A spatio-temporally weighted hybrid model to improve estimates of personal PM2.5 exposure: Incorporating big data from multiple data sources

Abstract

An accurate estimation of population exposure to particulate matter with an aerodynamic diameter <2.5 μm (PM2.5) is crucial to hazard assessment and epidemiology. This study integrated annual data from 1146 in-home air monitors, air quality monitoring network, public applications, and traffic smart cards to determine the pattern of PM2.5 concentrations and activities in different microenvironments (including outdoors, indoors, subways, buses, and cars). By combining massive amounts of signaling data from cell phones, this study applied a spatio-temporally weighted model to improve the estimation of PM2.5 exposure.
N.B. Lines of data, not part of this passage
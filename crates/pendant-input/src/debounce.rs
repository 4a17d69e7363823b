//! Bit-parallel key debouncing.
//!
//! Classic two-generation-counter debounce (after Peter Dannegger): every
//! bit of the mask type is one key, and all keys are filtered in parallel
//! with two single-bit counter planes. A raw sample has to disagree with
//! the debounced state for four consecutive ticks before the transition is
//! accepted, so single-tick glitches never produce an edge.
//!
//! Edges are single-shot registers: each accessor clears the bits it
//! returns, so a transition is reported exactly once no matter how many
//! consumers poll. `tick` is the only producer and is expected to run at a
//! roughly constant interval (1-10 ms); all timing below is in ticks of
//! that interval, not wall-clock time.

use core::cell::RefCell;
use core::ops::{BitAnd, BitAndAssign, BitOr, BitOrAssign, BitXor, BitXorAssign, Not};

use critical_section::Mutex;

/// Unsigned integer usable as a parallel key mask.
///
/// One bit per key; the meaning of each bit position is fixed for the
/// lifetime of the debouncer instance that owns it.
pub trait KeyMask:
    Copy
    + Eq
    + BitAnd<Output = Self>
    + BitOr<Output = Self>
    + BitXor<Output = Self>
    + Not<Output = Self>
    + BitAndAssign
    + BitOrAssign
    + BitXorAssign
{
    const ZERO: Self;
    const ALL: Self;
}

macro_rules! impl_key_mask {
    ($($t:ty),*) => {
        $(impl KeyMask for $t {
            const ZERO: Self = 0;
            const ALL: Self = <$t>::MAX;
        })*
    };
}

impl_key_mask!(u8, u16, u32);

/// Electrical polarity of the raw samples fed to [`Debounce::tick`].
#[derive(Debug, Clone, Copy, PartialEq, Eq)]
pub enum Polarity {
    /// A high bit in the raw sample means "pressed".
    ActiveHigh,
    /// A low bit in the raw sample means "pressed" (pull-up wiring).
    ActiveLow,
}

/// Result of the combined long-press-then-repeat accessor, see
/// [`Debounce::hold`].
#[derive(Debug, Clone, Copy, PartialEq, Eq)]
pub struct Hold<T: KeyMask> {
    /// Bits whose press edge has just qualified as a long press.
    pub start: T,
    /// Bits firing a follow-up repeat pulse after their long press.
    pub repeat: T,
}

/// Number of ticks a repeat-eligible key must stay held before the first
/// repeat pulse.
pub const REPEAT_START: u16 = 500;
/// Ticks between repeat pulses once repeating.
pub const REPEAT_NEXT: u16 = 200;

/// Parallel debouncer for up to `bits_of::<T>()` keys.
pub struct Debounce<T: KeyMask> {
    /// Debounced state, active-high regardless of wiring polarity.
    state: T,
    /// Pending press edges (0 -> 1), cleared as they are consumed.
    press: T,
    /// Pending release edges (1 -> 0), cleared as they are consumed.
    release: T,
    /// Pending repeat pulses for held repeat-eligible keys.
    rpt_pending: T,
    /// Counter bit planes; a key's 2-bit counter advances only while the
    /// raw sample keeps disagreeing with the debounced state.
    ct0: T,
    ct1: T,
    /// Ticks left until the next repeat pulse fires.
    rpt: u16,
    repeat_mask: T,
    polarity: Polarity,
    repeat_start: u16,
    repeat_next: u16,
}

impl<T: KeyMask> Debounce<T> {
    /// `initial` is the starting debounced state (active-high), normally
    /// zero. `repeat_mask` marks the keys that auto-repeat while held.
    pub const fn new(initial: T, repeat_mask: T, polarity: Polarity) -> Self {
        Self {
            state: initial,
            press: T::ZERO,
            release: T::ZERO,
            rpt_pending: T::ZERO,
            ct0: T::ALL,
            ct1: T::ALL,
            rpt: REPEAT_START,
            repeat_mask,
            polarity,
            repeat_start: REPEAT_START,
            repeat_next: REPEAT_NEXT,
        }
    }

    /// Override the repeat timing. Both values are in ticks and must be at
    /// least 1.
    pub const fn with_timing(mut self, repeat_start: u16, repeat_next: u16) -> Self {
        self.repeat_start = repeat_start;
        self.repeat_next = repeat_next;
        self.rpt = repeat_start;
        self
    }

    /// Feed one raw sample. Must be called at a bounded, roughly constant
    /// interval; the repeat timing counts these calls.
    pub fn tick(&mut self, raw: T) {
        let diff = match self.polarity {
            Polarity::ActiveHigh => self.state ^ raw,
            Polarity::ActiveLow => self.state ^ !raw,
        };
        self.ct0 = !(self.ct0 & diff);
        self.ct1 = self.ct0 ^ (self.ct1 & diff);
        let accepted = diff & self.ct0 & self.ct1;
        self.state ^= accepted;
        self.press |= self.state & accepted;
        self.release |= !self.state & accepted;

        if self.state & self.repeat_mask == T::ZERO {
            self.rpt = self.repeat_start;
        }
        self.rpt = self.rpt.saturating_sub(1);
        if self.rpt == 0 {
            self.rpt = self.repeat_next;
            self.rpt_pending |= self.state & self.repeat_mask;
        }
    }

    /// Current debounced level of the requested keys. Non-destructive.
    pub fn state(&self, mask: T) -> T {
        self.state & mask
    }

    /// Press edges since the last overlapping query. Clears what it returns.
    pub fn press(&mut self, mask: T) -> T {
        let hit = self.press & mask;
        self.press ^= hit;
        hit
    }

    /// Release edges since the last overlapping query. Clears what it
    /// returns.
    pub fn release(&mut self, mask: T) -> T {
        let hit = self.release & mask;
        self.release ^= hit;
        hit
    }

    /// Repeat pulses currently pending. Clears what it returns.
    pub fn repeat(&mut self, mask: T) -> T {
        let hit = self.rpt_pending & mask;
        self.rpt_pending ^= hit;
        hit
    }

    /// Press edges of keys that have already been released again: a short
    /// tap. A key still held does not qualify (its press edge stays pending
    /// until either consumed here after release or claimed by a long-press
    /// query).
    pub fn short_press(&mut self, mask: T) -> T {
        self.press(!self.state & mask)
    }

    /// Press edges that have lasted long enough to coincide with a repeat
    /// pulse: a long press. Consumes both the press edge and the pulse.
    pub fn long_press(&mut self, mask: T) -> T {
        let rpt = self.repeat(mask);
        self.press(rpt)
    }

    /// Fires only when every key in `mask` is pressed simultaneously.
    pub fn chord(&mut self, mask: T) -> T {
        if self.press & mask == mask && mask != T::ZERO {
            self.press(mask)
        } else {
            T::ZERO
        }
    }

    /// Long press with follow-up repeat, as one combined query.
    ///
    /// `start` reports the first long-press edge of a key; `repeat` reports
    /// the continued pulses after that edge. Evaluating both in a single
    /// call keeps their shared bookkeeping consistent; polling one without
    /// the other is not possible.
    pub fn hold(&mut self, mask: T) -> Hold<T> {
        let started = self.repeat(self.press & mask);
        let start = self.press(started);
        let repeat = self.repeat(!self.press & mask);
        Hold { start, repeat }
    }
}

/// [`Debounce`] behind a critical section, for setups where `tick` runs
/// from a periodic timer interrupt while the main loop consumes edges.
/// Every method is a single short critical section around the
/// read-modify-clear of the underlying registers.
pub struct SharedDebounce<T: KeyMask> {
    inner: Mutex<RefCell<Debounce<T>>>,
}

impl<T: KeyMask> SharedDebounce<T> {
    pub const fn new(debounce: Debounce<T>) -> Self {
        Self {
            inner: Mutex::new(RefCell::new(debounce)),
        }
    }

    pub fn tick(&self, raw: T) {
        critical_section::with(|cs| self.inner.borrow_ref_mut(cs).tick(raw));
    }

    pub fn state(&self, mask: T) -> T {
        critical_section::with(|cs| self.inner.borrow_ref(cs).state(mask))
    }

    pub fn press(&self, mask: T) -> T {
        critical_section::with(|cs| self.inner.borrow_ref_mut(cs).press(mask))
    }

    pub fn release(&self, mask: T) -> T {
        critical_section::with(|cs| self.inner.borrow_ref_mut(cs).release(mask))
    }

    pub fn repeat(&self, mask: T) -> T {
        critical_section::with(|cs| self.inner.borrow_ref_mut(cs).repeat(mask))
    }

    pub fn short_press(&self, mask: T) -> T {
        critical_section::with(|cs| self.inner.borrow_ref_mut(cs).short_press(mask))
    }

    pub fn long_press(&self, mask: T) -> T {
        critical_section::with(|cs| self.inner.borrow_ref_mut(cs).long_press(mask))
    }

    pub fn chord(&self, mask: T) -> T {
        critical_section::with(|cs| self.inner.borrow_ref_mut(cs).chord(mask))
    }

    pub fn hold(&self, mask: T) -> Hold<T> {
        critical_section::with(|cs| self.inner.borrow_ref_mut(cs).hold(mask))
    }
}
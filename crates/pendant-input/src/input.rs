//! Button and touch-event vocabulary.

use embedded_graphics::prelude::Point;

/// Logical buttons, one per bit of the 8-bit key mask.
///
/// The bit assignment is fixed and shared by every backend: a discrete
/// GPIO pin, an expander line and an on-screen soft button for the same
/// logical button all land on the same bit.
#[derive(Debug, Clone, Copy, PartialEq, Eq)]
#[repr(u8)]
pub enum ButtonIndex {
    Red = 0,
    /// Encoder/center button.
    Dial = 1,
    Green = 2,
    X = 3,
    Y = 4,
    Z = 5,
    Opt = 6,
    /// Hardware lockout line; never routed as a button event.
    Lockout = 7,
}

impl ButtonIndex {
    /// All routable buttons, in bit order. The lockout line is excluded.
    pub const BUTTONS: [ButtonIndex; 7] = [
        ButtonIndex::Red,
        ButtonIndex::Dial,
        ButtonIndex::Green,
        ButtonIndex::X,
        ButtonIndex::Y,
        ButtonIndex::Z,
        ButtonIndex::Opt,
    ];

    /// The three on-screen soft buttons, in strip order.
    pub const SOFT: [ButtonIndex; 3] = [ButtonIndex::Red, ButtonIndex::Dial, ButtonIndex::Green];

    pub const fn bit(self) -> u8 {
        1 << self as u8
    }

    pub const fn name(self) -> &'static str {
        match self {
            ButtonIndex::Red => "red",
            ButtonIndex::Dial => "dial",
            ButtonIndex::Green => "green",
            ButtonIndex::X => "x",
            ButtonIndex::Y => "y",
            ButtonIndex::Z => "z",
            ButtonIndex::Opt => "opt",
            ButtonIndex::Lockout => "lockout",
        }
    }
}

/// Mask of every routable button.
pub const BUTTON_MASK: u8 = 0x7F;
/// Mask of the lockout line.
pub const LOCKOUT_MASK: u8 = 0x80;

/// Directional swipe, as classified by the touch driver.
#[derive(Debug, Clone, Copy, PartialEq, Eq)]
pub enum FlickDirection {
    Left,
    Right,
    Up,
    Down,
}

/// One update from the touch driver.
#[derive(Debug, Clone, Copy, PartialEq, Eq)]
pub enum TouchEvent {
    /// Finger down at a screen coordinate.
    Down(Point),
    /// Finger up; the coordinate is the last reported position.
    Up(Point),
    /// Driver-classified simple tap.
    Click,
    /// Driver-classified press-and-hold.
    Hold,
    /// Driver-classified swipe.
    Flick(FlickDirection),
}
Using Shanghai as a case study, the annual average indoor PM2.5 concentration was estimated to be 29.3 ± 27.1 μg/m3 (n = 365), with an average infiltration factor of 0.63. The spatio-temporally weighted PM2.5 exposure was estimated to be 32.1 ± 13.9 μg/m3 (n = 365), with indoor PM2.5 contributing the most (85.1%), followed by outdoor (7.6%), bus (3.7%), subway (3.1%), and car (0.5%). However, considering that outdoor PM2.5 makes a significant contribution to indoor PM2.5, outdoor PM2.5 was responsible for most of the exposure in Shanghai. A heatmap of PM2.5 exposure indicated that the inner-city exposure index was significantly higher than that of the outskirts city, which demonstrated that the importance of spatial differences in population exposure estimation.